● DIRECTIONS:
Please write the data out once more, exactly as it is given.

□ □ □

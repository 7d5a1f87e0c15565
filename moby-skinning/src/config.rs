//! Skinning settings for one mesh class (TOML)
//!
//! Missing keys fall back to their defaults, so an empty file is a valid
//! configuration.

use std::path::Path;

use anyhow::{Context, Result};
use serde::{Deserialize, Serialize};

/// Settings shared by the encoder and decoder.
#[derive(Debug, Clone, PartialEq, Serialize, Deserialize)]
pub struct SkinningConfig {
    /// Whether the mesh has animation. Without it joint 0 decodes to the
    /// bind pose (default: true)
    #[serde(default = "default_true")]
    pub animated: bool,
    /// Mesh scale; positions are stored in 1/1024ths of it (default: 1.0)
    #[serde(default = "default_scale")]
    pub scale: f32,
    /// Fail instead of blending inline when no blend slot can be freed
    /// (default: false)
    #[serde(default)]
    pub strict_blend_allocation: bool,
}

fn default_true() -> bool {
    true
}

fn default_scale() -> f32 {
    1.0
}

impl Default for SkinningConfig {
    fn default() -> Self {
        Self {
            animated: default_true(),
            scale: default_scale(),
            strict_blend_allocation: false,
        }
    }
}

impl SkinningConfig {
    pub fn from_toml_str(content: &str) -> Result<Self> {
        toml::from_str(content).context("Failed to parse skinning config")
    }

    /// Load settings from a TOML file.
    pub fn load(path: &Path) -> Result<Self> {
        let content = std::fs::read_to_string(path)
            .with_context(|| format!("Failed to read skinning config: {}", path.display()))?;
        Self::from_toml_str(&content).with_context(|| format!("In {}", path.display()))
    }

    pub fn to_toml_string(&self) -> Result<String> {
        toml::to_string_pretty(self).context("Failed to serialize skinning config")
    }
}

□ □ □

● EXERCISE RESULT:
repository 7d5a1f87e0c15565
filename moby-skinning/src/config.rs
//! Skinning settings for one mesh class (TOML)
//!
//! Missing keys fall back to their defaults, so an empty file is a valid
//! configuration.

use std::path::Path;

use anyhow::{Context, Result};
use serde::{Deserialize, Serialize};

/// Settings shared by the encoder and decoder.
#[derive(Debug, Clone, PartialEq, Serialize, Deserialize)]
pub struct SkinningConfig {
    /// Whether the mesh has animation. Without it joint 0 decodes to the
    /// bind pose (default: true)
    #[serde(default = "default_true")]
    pub animated: bool,
    /// Mesh scale; positions are stored in 1/1024ths of it (default: 1.0)
    #[serde(default = "default_scale")]
    pub scale: f32,
    /// Fail instead of blending inline when no blend slot can be freed
    /// (default: false)
    #[serde(default)]
    pub strict_blend_allocation: bool,
}

fn default_true() -> bool {
    true
}

fn default_scale() -> f32 {
    1.0
}

impl Default for SkinningConfig {
    fn default() -> Self {
        Self {
            animated: default_true(),
            scale: default_scale(),
            strict_blend_allocation: false,
        }
    }
}

impl SkinningConfig {
    pub fn from_toml_str(content: &str) -> Result<Self> {
        toml::from_str(content).context("Failed to parse skinning config")
    }

    /// Load settings from a TOML file.
    pub fn load(path: &Path) -> Result<Self> {
        let content = std::fs::read_to_string(path)
            .with_context(|| format!("Failed to read skinning config: {}", path.display()))?;
        Self::from_toml_str(&content).with_context(|| format!("In {}", path.display()))
    }

    pub fn to_toml_string(&self) -> Result<String> {
        toml::to_string_pretty(self).context("Failed to serialize skinning config")
    }
}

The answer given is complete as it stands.